The furor in the German media about Gunter Grass not admitting publicly that he was drafted into a Nazi elite troop at 17 is disconcerting to an outside looking in. His half hour interview on TV last evening showed a pensive Grass who could give no explanation for why he neglected to reveal this fact till now. However, he was perfectly honest when taken prisoner of war by the US in 1945. In the interview yesterday he related how he was lost from his unit in Russia and how an older, more experienced German soldier on seeing what kind of uniform he was wearing, gave him good advice about getting rid of that one. In the end, as Grass himself admitted, it saved his life. You couldn't help but come away with the impression he hadn't really understood what he got himself into.
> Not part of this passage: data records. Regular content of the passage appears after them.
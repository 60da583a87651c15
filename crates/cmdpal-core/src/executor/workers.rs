use std::sync::mpsc::{self, Receiver, RecvTimeoutError, Sender};
use std::sync::{Arc, Mutex};
use std::thread;
use std::time::Duration;

use tracing::{debug, warn};

use super::errors::ExecutorError;
use super::shell::Shell;

pub type WorkerId = u64;

/// A finished background `run`.
#[derive(Debug)]
pub struct RunOutcome {
    pub id: WorkerId,
    pub command: String,
    /// Trimmed stdout.
    pub result: Result<String, ExecutorError>,
}

/// One thread per `run` activation.
///
/// Workers remove themselves from the active set before reporting, so a
/// drained outcome never belongs to a still-active worker.
pub struct RunWorkers {
    shell: Arc<dyn Shell>,
    next_id: WorkerId,
    active: Arc<Mutex<Vec<WorkerId>>>,
    tx: Sender<RunOutcome>,
    rx: Receiver<RunOutcome>,
}

impl RunWorkers {
    pub fn new(shell: Arc<dyn Shell>) -> Self {
        let (tx, rx) = mpsc::channel();
        Self {
            shell,
            next_id: 0,
            active: Arc::new(Mutex::new(Vec::new())),
            tx,
            rx,
        }
    }

    pub fn dispatch(&mut self, command: &str) -> Result<WorkerId, ExecutorError> {
        let id = self.next_id;
        self.next_id += 1;

        if let Ok(mut active) = self.active.lock() {
            active.push(id);
        }

        let shell = Arc::clone(&self.shell);
        let active = Arc::clone(&self.active);
        let tx = self.tx.clone();
        let command_owned = command.to_string();

        let spawned = thread::Builder::new()
            .name(format!("cmdpal-run-{id}"))
            .spawn(move || {
                let result = shell
                    .capture(&command_owned)
                    .map(|output| output.trim().to_string());

                if let Ok(mut active) = active.lock() {
                    active.retain(|worker| *worker != id);
                }

                debug!(event = "core.executor.run_finished", worker = id);
                if tx
                    .send(RunOutcome {
                        id,
                        command: command_owned,
                        result,
                    })
                    .is_err()
                {
                    debug!(event = "core.executor.run_result_dropped", worker = id);
                }
            });

        match spawned {
            Ok(_) => {
                debug!(event = "core.executor.run_dispatched", worker = id, command = command);
                Ok(id)
            }
            Err(e) => {
                if let Ok(mut active) = self.active.lock() {
                    active.retain(|worker| *worker != id);
                }
                warn!(event = "core.executor.run_spawn_failed", error = %e);
                Err(ExecutorError::WorkerSpawnFailed {
                    message: e.to_string(),
                })
            }
        }
    }

    /// Every outcome that has arrived so far.
    pub fn drain(&self) -> Vec<RunOutcome> {
        self.rx.try_iter().collect()
    }

    /// Block for the next outcome, up to `timeout`.
    pub fn recv_timeout(&self, timeout: Duration) -> Option<RunOutcome> {
        match self.rx.recv_timeout(timeout) {
            Ok(outcome) => Some(outcome),
            Err(RecvTimeoutError::Timeout | RecvTimeoutError::Disconnected) => None,
        }
    }

    pub fn active_count(&self) -> usize {
        self.active.lock().map(|active| active.len()).unwrap_or(0)
    }
}

#[cfg(test)]
mod tests {
    use std::sync::Condvar;

    use super::*;

    /// Blocks every capture until released.
    struct GatedShell {
        released: Mutex<bool>,
        signal: Condvar,
    }

    impl GatedShell {
        fn new() -> Self {
            Self {
                released: Mutex::new(false),
                signal: Condvar::new(),
            }
        }

        fn release(&self) {
            *self.released.lock().unwrap() = true;
            self.signal.notify_all();
        }
    }

    impl Shell for GatedShell {
        fn capture(&self, command: &str) -> Result<String, ExecutorError> {
            let mut released = self.released.lock().unwrap();
            while !*released {
                released = self.signal.wait(released).unwrap();
            }
            Ok(format!(" {command} \n"))
        }
    }

    #[test]
    fn test_worker_leaves_active_set_when_done() {
        let shell = Arc::new(GatedShell::new());
        let mut workers = RunWorkers::new(shell.clone());

        let id = workers.dispatch("echo hi").unwrap();
        assert_eq!(workers.active_count(), 1);
        assert!(workers.drain().is_empty());

        shell.release();
        let outcome = workers.recv_timeout(Duration::from_secs(5)).unwrap();

        assert_eq!(outcome.id, id);
        assert_eq!(outcome.command, "echo hi");
        assert_eq!(outcome.result.unwrap(), "echo hi");
        assert_eq!(workers.active_count(), 0);
    }

    #[test]
    fn test_concurrent_runs_get_distinct_ids() {
        let shell = Arc::new(GatedShell::new());
        let mut workers = RunWorkers::new(shell.clone());

        let first = workers.dispatch("a").unwrap();
        let second = workers.dispatch("b").unwrap();
        assert_ne!(first, second);
        assert_eq!(workers.active_count(), 2);

        shell.release();
        let mut seen = vec![
            workers.recv_timeout(Duration::from_secs(5)).unwrap().id,
            workers.recv_timeout(Duration::from_secs(5)).unwrap().id,
        ];
        seen.sort();
        assert_eq!(seen, vec![first, second]);
        assert_eq!(workers.active_count(), 0);
    }
}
In today's Suddeutsche Zeitung there is an interesting box on page 11 where the Grass incident is discussed in two other much longer articles. There under Schweigen und Reden (On Keeping Silent and Talking), Ivan Nagel, who was born in Budapest in 1931, reveals that just when Grass was being drafted in the summer of 1944, he, Jewish, was living under a false name in Hungry in eminent danger each day at being found out. Yet it took Nagel 55 years --- first in 1999 --- could he publicly talk about what he went through. He writes how, as a 14 year old in 1945, he simply had to push aside the horror he witnessed in order to stay on the living side of life. Life is not a reference book you can page through whenever you feel like it. It's not a completed manuscript.
One of my cousins was a fireman in NYC on 9/11. One thing he tells you right off --- don't ask me anything about it. I cannot and I will not talk about it. Period.
Perhaps before throwing stones at Grass, one should question if journalists and those in academic research, among others, had done enough of their own research and asked the right questions. At any rate, To Peel an Onion seems to be a book worth reading.